REPUBLIKA.CO.ID, JAKARTA -- Otoritas Jasa Keuangan (OJK) menyebut industri perbankan syariah juga mengalami tekanan akibat Covid-19. Ketua OJK, Wimboh Santoso menyampaikan industri keuangan syariah tak terkecuali dari penurunan performa.
"Covid-19 ini juga sama saja berdampak signifikan pada perbankan syariah," katanya saat telekonferens dengan Republika.co.id, Senin (11/5).
Wimboh menyampaikan, performa yang terancam karena Covid-19 adalah rasio pembiayaan bermasalah dan likuiditas. Sehingga OJK telah mengeluarkan kebijakan restrukturisasi yang dapat meringankan beban bank.

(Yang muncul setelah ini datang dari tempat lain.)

use crate::routes::Route;
use i18nrs::yew::use_translation;
use yew::{Html, function_component, html};
use yew_icons::{Icon, IconId};
use yew_router::prelude::Link;

/// Guest home page.
#[function_component(LandingPage)]
pub fn landing_page() -> Html {
    let (i18n, ..) = use_translation();

    let features = [
        (IconId::HeroiconsOutlineBanknotes, "landing.loans_title", "landing.loans_body"),
        (IconId::HeroiconsOutlineChartBar, "landing.credit_title", "landing.credit_body"),
        (IconId::HeroiconsOutlineDevicePhoneMobile, "landing.mpesa_title", "landing.mpesa_body"),
    ];

    html! {
        <div class="space-y-12">
            <section class="hero bg-base-200 rounded-box py-16">
                <div class="hero-content text-center">
                    <div class="max-w-xl">
                        <h1 class="text-4xl font-bold">{i18n.t("landing.headline")}</h1>
                        <p class="py-6">{i18n.t("landing.subtitle")}</p>
                        <div class="flex justify-center gap-3">
                            <Link<Route> to={Route::Register} classes="btn btn-primary">
                                {i18n.t("landing.get_started")}
                            </Link<Route>>
                            <Link<Route> to={Route::About} classes="btn btn-ghost">
                                {i18n.t("landing.learn_more")}
                            </Link<Route>>
                        </div>
                    </div>
                </div>
            </section>
            <section class="grid gap-6 md:grid-cols-3">
                { for features.into_iter().map(|(icon, title, body)| html! {
                    <div class="card bg-base-100 shadow">
                        <div class="card-body items-center text-center">
                            <Icon icon_id={icon} class="h-10 w-10 text-primary" />
                            <h2 class="card-title">{i18n.t(title)}</h2>
                            <p>{i18n.t(body)}</p>
                        </div>
                    </div>
                }) }
            </section>
        </div>
    }
}
use crate::routes::Route;
use i18nrs::yew::use_translation;
use yew::prelude::*;
use yew_router::prelude::Link;

#[derive(Properties, PartialEq, Eq)]
pub struct HeaderNavItemProps {
    pub route: Route,
    pub current_route: Option<Route>,
}

#[function_component(HeaderNavItem)]
pub fn header_nav_item(props: &HeaderNavItemProps) -> Html {
    let (i18n, ..) = use_translation();

    let active = props
        .current_route
        .as_ref()
        .is_some_and(|current| current.section() == props.route);
    let active_route_class = if active { "btn-soft" } else { "" };

    html! {
      <li>
          <Link<Route> to={props.route.clone()} classes={classes!("btn", "btn-ghost", "gap-2", active_route_class)}>
              {i18n.t(props.route.title_key())}
          </Link<Route>>
      </li>
    }
}
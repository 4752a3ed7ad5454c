pub(crate) mod empty_state;
pub(crate) mod form_field;
pub(crate) mod header_nav_item;
pub(crate) mod language_selector;
pub(crate) mod loading;
pub(crate) mod status_badge;
pub(crate) mod theme_switcher;
pub(crate) mod toast;
pub(crate) mod user_dropdown;

// Re-export components for convenience
pub use empty_state::{EmptyState, FailedState};
pub use form_field::{FieldError, SelectField, TextField};
pub use loading::Loading;
pub use status_badge::{LoanStatusBadge, ScoreBadge};
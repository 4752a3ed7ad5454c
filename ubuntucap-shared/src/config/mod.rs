pub mod client;

pub use client::{ClientConfig, ConfigError};
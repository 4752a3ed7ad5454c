//! Tests for the routing system
//!
//! Covers navigation tokens, the authentication guard, and the router used
//! by code outside the component tree.

#[cfg(test)]
mod tests {
    use crate::routes::{MockNavigate, Route, ViewRouter, guard};
    use crate::session::{MemoryStorage, SessionStore};
    use mockall::predicate::eq;
    use shared::ClientConfig;
    use shared::models::User;
    use std::rc::Rc;
    use strum::IntoEnumIterator;
    use test_case::test_case;

    fn session() -> SessionStore {
        SessionStore::new(
            &yewdux::Context::new(),
            Rc::new(MemoryStorage::new()),
            &ClientConfig::with_defaults(),
        )
    }

    /// Tests every routable page has a token that resolves back to it
    #[test]
    fn test_token_round_trip() {
        for route in Route::iter().filter(|route| *route != Route::NotFound) {
            let route = match route {
                Route::LoanDetails { .. } => Route::LoanDetails { id: "42".into() },
                other => other,
            };
            assert_eq!(Route::from_token(&route.token()), Some(route.clone()), "{route:?}");
        }
    }

    #[test_case("#/dashboard", Some(Route::Dashboard) ; "hash prefix")]
    #[test_case("", Some(Route::Home) ; "empty is home")]
    #[test_case("loan: 17 ", Some(Route::LoanDetails { id: "17".into() }) ; "loan id trimmed")]
    #[test_case("loan:", None ; "loan without id")]
    #[test_case("wallet", None ; "unknown")]
    fn test_from_token(token: &str, expected: Option<Route>) {
        assert_eq!(Route::from_token(token), expected);
    }

    #[test_case(Route::Credit, false, Route::Login ; "protected page as guest")]
    #[test_case(Route::Login, true, Route::Dashboard ; "login when signed in")]
    #[test_case(Route::About, true, Route::About ; "public page when signed in")]
    #[test_case(Route::About, false, Route::About ; "public page as guest")]
    #[test_case(Route::Profile, true, Route::Profile ; "protected page when signed in")]
    fn test_guard(route: Route, authenticated: bool, expected: Route) {
        assert_eq!(guard(route, authenticated), expected);
    }

    #[test]
    fn test_section_groups_subpages() {
        assert_eq!(Route::LoanDetails { id: "1".into() }.section(), Route::Loans);
        assert_eq!(Route::MpesaRepayment.section(), Route::Mpesa);
        assert_eq!(Route::About.section(), Route::About);
    }

    #[test]
    fn test_navigation_depends_on_session() {
        assert!(Route::navigation(true).contains(&Route::Dashboard));
        assert!(!Route::navigation(false).contains(&Route::Dashboard));
        assert!(Route::navigation(false).iter().all(|route| !route.requires_auth()));
    }

    /// Tests navigation requested before the router mounts is replayed
    #[test]
    fn test_pending_navigation_replayed_on_attach() {
        let router = ViewRouter::new(session());
        assert_eq!(router.navigate(Route::About), Route::About);

        let mut navigator = MockNavigate::new();
        navigator
            .expect_navigate()
            .with(eq(Route::About))
            .times(1)
            .return_const(());
        router.attach(Rc::new(navigator));
    }

    #[test]
    fn test_dispatch_applies_guard() {
        let session = session();
        let router = ViewRouter::new(session.clone());
        let mut navigator = MockNavigate::new();
        navigator
            .expect_navigate()
            .with(eq(Route::Login))
            .times(1)
            .return_const(());
        navigator
            .expect_navigate()
            .with(eq(Route::Dashboard))
            .times(1)
            .return_const(());
        router.attach(Rc::new(navigator));

        assert_eq!(router.dispatch("credit"), Some(Route::Login));
        session.set_user(User::default());
        assert_eq!(router.dispatch("login"), Some(Route::Dashboard));
    }

    /// Tests an unknown token navigates nowhere
    #[test]
    fn test_dispatch_ignores_unknown_token() {
        let router = ViewRouter::new(session());
        let mut navigator = MockNavigate::new();
        navigator.expect_navigate().never();
        router.attach(Rc::new(navigator));

        assert_eq!(router.dispatch("wallet"), None);
    }
}
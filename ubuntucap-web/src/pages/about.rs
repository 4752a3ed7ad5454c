use i18nrs::yew::use_translation;
use yew::{Html, function_component, html};

#[function_component(AboutPage)]
pub fn about_page() -> Html {
    let (i18n, ..) = use_translation();

    html! {
        <article class="prose max-w-3xl mx-auto space-y-4">
            <h1>{i18n.t("about.title")}</h1>
            <p>{i18n.t("about.intro")}</p>
            <h2>{i18n.t("about.how_title")}</h2>
            <ol>
                <li>{i18n.t("about.step_register")}</li>
                <li>{i18n.t("about.step_score")}</li>
                <li>{i18n.t("about.step_borrow")}</li>
                <li>{i18n.t("about.step_repay")}</li>
            </ol>
        </article>
    }
}
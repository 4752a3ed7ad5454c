use std::cell::RefCell;
use std::collections::HashMap;

/// Read access to the cookies the backend has set for this client.
pub trait CookieSource {
    fn cookie(&self, name: &str) -> Option<String>;
}

/// Finds `name` in a `Cookie`-style header (`a=1; b=2`), percent-decoding
/// the value.
#[must_use]
pub fn parse_cookie_header(header: &str, name: &str) -> Option<String> {
    header
        .split(';')
        .filter_map(|pair| pair.trim().split_once('='))
        .find(|(key, _)| *key == name)
        .map(|(_, value)| {
            urlencoding::decode(value)
                .map(|decoded| decoded.into_owned())
                .unwrap_or_else(|_| value.to_string())
        })
        .filter(|value| !value.is_empty())
}

/// `document.cookie` in the browser.
#[derive(Debug, Clone, Copy, Default)]
pub struct DocumentCookies;

impl CookieSource for DocumentCookies {
    fn cookie(&self, name: &str) -> Option<String> {
        use wasm_bindgen::JsCast;

        let document = web_sys::window()?
            .document()?
            .dyn_into::<web_sys::HtmlDocument>()
            .ok()?;
        let header = document.cookie().ok()?;
        parse_cookie_header(&header, name)
    }
}

/// Cookies held by a reqwest jar for one origin.
#[cfg(not(target_arch = "wasm32"))]
#[derive(Debug, Clone)]
pub struct JarCookies {
    jar: std::sync::Arc<reqwest::cookie::Jar>,
    origin: reqwest::Url,
}

#[cfg(not(target_arch = "wasm32"))]
impl JarCookies {
    /// Returns `None` when `origin` is not a valid URL.
    pub fn new(jar: std::sync::Arc<reqwest::cookie::Jar>, origin: &str) -> Option<Self> {
        let origin = reqwest::Url::parse(origin).ok()?;
        Some(Self { jar, origin })
    }
}

#[cfg(not(target_arch = "wasm32"))]
impl CookieSource for JarCookies {
    fn cookie(&self, name: &str) -> Option<String> {
        use reqwest::cookie::CookieStore;

        let header = self.jar.cookies(&self.origin)?;
        parse_cookie_header(header.to_str().ok()?, name)
    }
}

/// Fixed cookies, for tests and for hosts without a cookie jar.
#[derive(Debug, Default)]
pub struct StaticCookies {
    values: RefCell<HashMap<String, String>>,
}

impl StaticCookies {
    pub fn new() -> Self {
        Self::default()
    }

    pub fn set(&self, name: &str, value: &str) {
        self.values
            .borrow_mut()
            .insert(name.to_string(), value.to_string());
    }

    pub fn clear(&self) {
        self.values.borrow_mut().clear();
    }
}

impl CookieSource for StaticCookies {
    fn cookie(&self, name: &str) -> Option<String> {
        self.values.borrow().get(name).cloned()
    }
}
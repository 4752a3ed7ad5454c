//! Display formatting for money, dates and scores.

use crate::models::lenient::parse_decimal;
use chrono::{DateTime, NaiveDate, NaiveDateTime};
use rust_decimal::{Decimal, RoundingStrategy};

/// Currency prefix used across the product.
pub const CURRENCY: &str = "KES";
/// Placeholder for missing or unparseable dates.
pub const NOT_AVAILABLE: &str = "N/A";

/// Formats an amount as `KES 1,234.50`. `None` renders as `KES 0.00`.
#[must_use]
pub fn format_currency(amount: Option<Decimal>) -> String {
    let amount = amount
        .unwrap_or_default()
        .round_dp_with_strategy(2, RoundingStrategy::MidpointAwayFromZero);
    let sign = if amount.is_sign_negative() && !amount.is_zero() {
        "-"
    } else {
        ""
    };
    let text = format!("{:.2}", amount.abs());
    let (whole, fraction) = text.split_once('.').unwrap_or((text.as_str(), "00"));
    format!("{sign}{CURRENCY} {}.{fraction}", group_thousands(whole))
}

/// Formats a raw API amount string; non-numeric text renders as zero.
#[must_use]
pub fn format_currency_text(amount: &str) -> String {
    format_currency(parse_decimal(amount))
}

fn group_thousands(digits: &str) -> String {
    let mut grouped = String::with_capacity(digits.len() + digits.len() / 3);
    for (index, ch) in digits.chars().enumerate() {
        if index > 0 && (digits.len() - index) % 3 == 0 {
            grouped.push(',');
        }
        grouped.push(ch);
    }
    grouped
}

fn parse_timestamp(input: &str) -> Option<NaiveDateTime> {
    let text = input.trim();
    if text.is_empty() {
        return None;
    }
    if let Ok(parsed) = DateTime::parse_from_rfc3339(text) {
        return Some(parsed.naive_local());
    }
    ["%Y-%m-%dT%H:%M:%S%.f", "%Y-%m-%d %H:%M:%S%.f", "%Y-%m-%dT%H:%M"]
        .iter()
        .find_map(|pattern| NaiveDateTime::parse_from_str(text, pattern).ok())
        .or_else(|| {
            NaiveDate::parse_from_str(text, "%Y-%m-%d")
                .ok()
                .and_then(|date| date.and_hms_opt(0, 0, 0))
        })
}

/// Formats a date as `5 January 2025`, or `N/A`.
#[must_use]
pub fn format_date(input: Option<&str>) -> String {
    input
        .and_then(parse_timestamp)
        .map_or_else(|| NOT_AVAILABLE.to_string(), |at| at.format("%-d %B %Y").to_string())
}

/// Formats a timestamp as `5 Jan 2025, 14:30`, or `N/A`.
#[must_use]
pub fn format_date_time(input: Option<&str>) -> String {
    input.and_then(parse_timestamp).map_or_else(
        || NOT_AVAILABLE.to_string(),
        |at| at.format("%-d %b %Y, %H:%M").to_string(),
    )
}

/// Formats a credit score without a trailing `.0`.
#[must_use]
pub fn format_score(score: Option<f64>) -> String {
    match score {
        Some(value) if value.fract().abs() < f64::EPSILON => format!("{value:.0}"),
        Some(value) => format!("{value:.1}"),
        None => "--".to_string(),
    }
}

/// Formats a ratio in `0.0..=1.0` as a whole percentage.
#[must_use]
pub fn format_ratio(ratio: Option<f64>) -> String {
    ratio.map_or_else(|| NOT_AVAILABLE.to_string(), |value| format!("{:.0}%", value * 100.0))
}

/// Formats an annual interest rate such as `12.50` as `12.5%`.
#[must_use]
pub fn format_rate(rate: Option<Decimal>) -> String {
    rate.map_or_else(
        || NOT_AVAILABLE.to_string(),
        |value| format!("{}%", value.normalize()),
    )
}

/// Turns `PENDING_DISBURSEMENT` into `Pending Disbursement`.
#[must_use]
pub fn humanize(code: &str) -> String {
    code.split(['_', ' '])
        .filter(|word| !word.is_empty())
        .map(|word| {
            let mut chars = word.chars();
            chars.next().map_or_else(String::new, |first| {
                first.to_uppercase().chain(chars.flat_map(char::to_lowercase)).collect()
            })
        })
        .collect::<Vec<_>>()
        .join(" ")
}

#[cfg(test)]
mod tests {
    use super::*;
    use test_case::test_case;

    #[test_case(Some(Decimal::new(123_450, 2)), "KES 1,234.50" ; "grouped")]
    #[test_case(Some(Decimal::new(5, 0)), "KES 5.00" ; "small")]
    #[test_case(Some(Decimal::new(1_000_000, 0)), "KES 1,000,000.00" ; "million")]
    #[test_case(Some(Decimal::new(12_345, 3)), "KES 12.35" ; "rounded half up")]
    #[test_case(Some(Decimal::new(-2_500, 0)), "-KES 2,500.00" ; "negative")]
    #[test_case(None, "KES 0.00" ; "missing")]
    fn test_format_currency(amount: Option<Decimal>, expected: &str) {
        assert_eq!(format_currency(amount), expected);
    }

    /// Every non-negative amount renders two decimals after the KES prefix
    #[test]
    fn test_currency_shape() {
        for cents in [0_i64, 1, 99, 100, 123_456, 5_000_000, 999_999_999] {
            let rendered = format_currency(Some(Decimal::new(cents, 2)));
            assert!(rendered.starts_with("KES "));
            let (_, fraction) = rendered.rsplit_once('.').unwrap();
            assert_eq!(fraction.len(), 2);
        }
        assert_eq!(format_currency(None), format_currency(Some(Decimal::ZERO)));
    }

    #[test]
    fn test_format_currency_text() {
        assert_eq!(format_currency_text("5625.00"), "KES 5,625.00");
        assert_eq!(format_currency_text("n/a"), "KES 0.00");
    }

    #[test_case(Some("2025-01-05T10:00:00Z"), "5 January 2025" ; "rfc3339")]
    #[test_case(Some("2025-01-05T10:00:00.123456+03:00"), "5 January 2025" ; "fractional offset")]
    #[test_case(Some("2025-12-31"), "31 December 2025" ; "date only")]
    #[test_case(Some(""), "N/A" ; "empty")]
    #[test_case(Some("yesterday"), "N/A" ; "garbage")]
    #[test_case(None, "N/A" ; "missing")]
    fn test_format_date(input: Option<&str>, expected: &str) {
        assert_eq!(format_date(input), expected);
    }

    #[test]
    fn test_format_date_time() {
        assert_eq!(format_date_time(Some("2025-01-05T14:30:00Z")), "5 Jan 2025, 14:30");
        assert_eq!(format_date_time(Some("2025-01-05 09:05:00")), "5 Jan 2025, 09:05");
        assert_eq!(format_date_time(None), "N/A");
    }

    #[test]
    fn test_scores_and_rates() {
        assert_eq!(format_score(Some(72.0)), "72");
        assert_eq!(format_score(Some(72.46)), "72.5");
        assert_eq!(format_score(None), "--");
        assert_eq!(format_ratio(Some(0.82)), "82%");
        assert_eq!(format_rate(Some(Decimal::new(1250, 2))), "12.5%");
    }

    #[test]
    fn test_humanize() {
        assert_eq!(humanize("PENDING_DISBURSEMENT"), "Pending Disbursement");
        assert_eq!(humanize("mpesa"), "Mpesa");
        assert_eq!(humanize(""), "");
    }
}
use crate::{
    components::{
        header_nav_item::HeaderNavItem, language_selector::LanguageSelector,
        theme_switcher::ThemeSwitcher, user_dropdown::UserDropdown,
    },
    models::app_state::AppState,
    routes::Route,
};
use i18nrs::yew::use_translation;
use yew::prelude::*;
use yew_icons::{Icon, IconId};
use yew_router::prelude::Link;
use yewdux::prelude::use_selector;

#[derive(Properties, PartialEq)]
pub struct HeaderProps {
    #[prop_or_default]
    pub current_route: Option<Route>,
}

#[function_component(Header)]
pub fn header(props: &HeaderProps) -> Html {
    let (i18n, ..) = use_translation();
    let is_authenticated = *use_selector(|state: &AppState| state.is_authenticated);
    let routes = Route::navigation(is_authenticated);

    let render_routes = |routes: &[Route]| -> Html {
        html! {
            { for routes.iter().map(|route| html! {
                <HeaderNavItem
                    current_route={props.current_route.clone()}
                    route={route.clone()}
                />
            }) }
        }
    };
    let home = if is_authenticated { Route::Dashboard } else { Route::Home };

    html! {
        <nav class="navbar justify-between bg-base-300">
            <Link<Route> to={home} classes="btn btn-ghost text-lg">
                {i18n.t("app.title")}
            </Link<Route>>
            <div class="dropdown dropdown-end sm:hidden">
                <button class="btn btn-soft" aria-label={i18n.t("header.menu")}>
                    <Icon icon_id={IconId::HeroiconsOutlineBars3} class="h-5 w-5" />
                </button>
                <ul
                tabindex="0"
                class="dropdown-content menu z-[1] bg-base-200 p-6 rounded-box shadow w-56 gap-2"
                >
                    {render_routes(&routes)}
                </ul>
            </div>
            <ul class="hidden menu sm:menu-horizontal">
                {render_routes(&routes)}
            </ul>
            <div class="flex items-center gap-1">
                <LanguageSelector />
                <ThemeSwitcher class="hidden sm:block" />
                if is_authenticated {
                    <UserDropdown />
                } else {
                    <>
                    <Link<Route> to={Route::Login} classes="btn btn-ghost btn-sm">
                        {i18n.t("header.login")}
                    </Link<Route>>
                    <Link<Route> to={Route::Register} classes="btn btn-primary btn-sm hidden sm:inline-flex">
                        {i18n.t("header.register")}
                    </Link<Route>>
                    </>
                }
            </div>
        </nav>
    }
}
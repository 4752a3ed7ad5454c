use crate::components::toast::ToastStack;
use crate::containers::{footer::Footer, header::Header};
use crate::routes::Route;
use i18nrs::yew::use_translation;
use web_sys::window;
use yew::prelude::*;

#[derive(Properties, PartialEq)]
pub struct LayoutProps {
    pub children: Children,
    #[prop_or_default]
    pub current_route: Option<Route>,
}

#[function_component(Layout)]
pub fn layout(props: &LayoutProps) -> Html {
    let (i18n, ..) = use_translation();

    // Keeps the document title in step with the route.
    let title = props.current_route.as_ref().map_or_else(
        || i18n.t("app.title"),
        |route| format!("{} · {}", i18n.t(route.title_key()), i18n.t("app.title")),
    );
    use_effect_with(title, |title| {
        if let Some(document) = window().and_then(|window| window.document()) {
            document.set_title(title);
        }
        || {}
    });

    html! {
    <>
        <Header current_route={props.current_route.clone()} />
        <ToastStack />
        <div class="min-h-screen bg-base-100 flex flex-col">
            <main class={classes!(
                "flex-grow",
                "p-4",
                "container",
                "mx-auto",
                "transition-all",
                "duration-300"
            )}>
                {props.children.clone()}
            </main>
            <Footer />
        </div>
    </>
    }
}
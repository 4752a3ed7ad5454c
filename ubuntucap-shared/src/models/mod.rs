//! Typed request and response payloads for the UbuntuCap REST API.

pub mod auth;
pub mod credit;
pub mod dashboard;
pub mod envelope;
pub mod errors;
pub mod lenient;
pub mod loans;
pub mod mpesa;
pub mod user;

pub use auth::{
    Acknowledgement, CsrfTokenResponse, LoginRequest, LoginResponse, PasswordResetConfirm,
    PasswordResetRequest, REGISTRATION_CHANNEL_APP, RegistrationRequest, RegistrationResponse,
    VerifyPhoneRequest,
};
pub use credit::{
    AcceptOfferRequest, CalculateScoreRequest, CreditScoreResult, FactorImpact, FactorRating,
    FactorStatus, ImprovementTip, LoanOffer, OfferStatus, ScoreAnalytics, ScoreBand, ScoreFactor,
    ScoreHistoryEntry, ScoreTrend, improvement_tips, score_factors,
};
pub use dashboard::{Activity, DashboardData, LoanStats};
pub use errors::{ErrorBody, FieldErrors, NON_FIELD_ERRORS, reports_failure};
pub use loans::{
    DEFAULT_LOAN_TERM, LOAN_TERMS, Loan, LoanApplication, LoanApplicationReceipt,
    LoanApplicationRequest, LoanDetails, LoanPortfolio, LoanPurpose, LoanStatus, MAX_LOAN_AMOUNT,
    MIN_LOAN_AMOUNT, Repayment, RepaymentSummary,
};
pub use mpesa::{
    MAX_REPAYMENT_AMOUNT, MIN_REPAYMENT_AMOUNT, MpesaProfile, MpesaTransaction,
    RepaymentInitiation, RepaymentRequest, SimulationRequest, SimulationResult, TransactionHistory,
};
pub use user::{
    ConsentRequest, ConsentType, EmploymentStatus, ProfileUpdate, User, UserProfile,
};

Wimboh mengatakan, ketika pembiayaan nasabah yang terdampak Covid-19 direstrukturisasi, maka bank tidak perlu membentuk pencadangan. Dengan demikian, bank terhindar dari risiko penurunan pendapatan atau kenaikan NPL.
Data terbaru hingga 10 Mei 2020, menunjukkan restrukturisasi sudah dilakukan kepada sebanyak 3,88 juta debitur dengan nilai total sebesar Rp 336,97 triliun. Sebagian besar diberikan kepada debitur UMKM sebanyak 3,42 juta debitur dengan nilai Rp 16,7 triliun.
Wimboh menyampaikan, OJK terus memantau segala perkembangan dan kebutuhan perbankan termasuk bank syariah. OJK bersiap dengan kebijakan yang dapat meringankan industri. OJK sudah mengeluarkan POJK no. 11 tahun 2020 dan POJK no 18 tahun 2020 yang memungkinkan untuk merger bank-bank dengan penurunan performa.
"Hingga saat ini kami tidak ada intensi untuk menggunakannya (POJK 18)," kata dia.
Peraturan Otoritas Jasa Keuangan Nomor 18/POJK.03/2020 tentang Perintah Tertulis untuk Penanganan Permasalahan Bank ini, katanya, hanya akan dikenakan pada bank yang sebelum Covid-19 tidak memiliki masalah. Dan hingga sekarang belum ada bank yang sedang dalam pembahasan untuk masuk kriteria.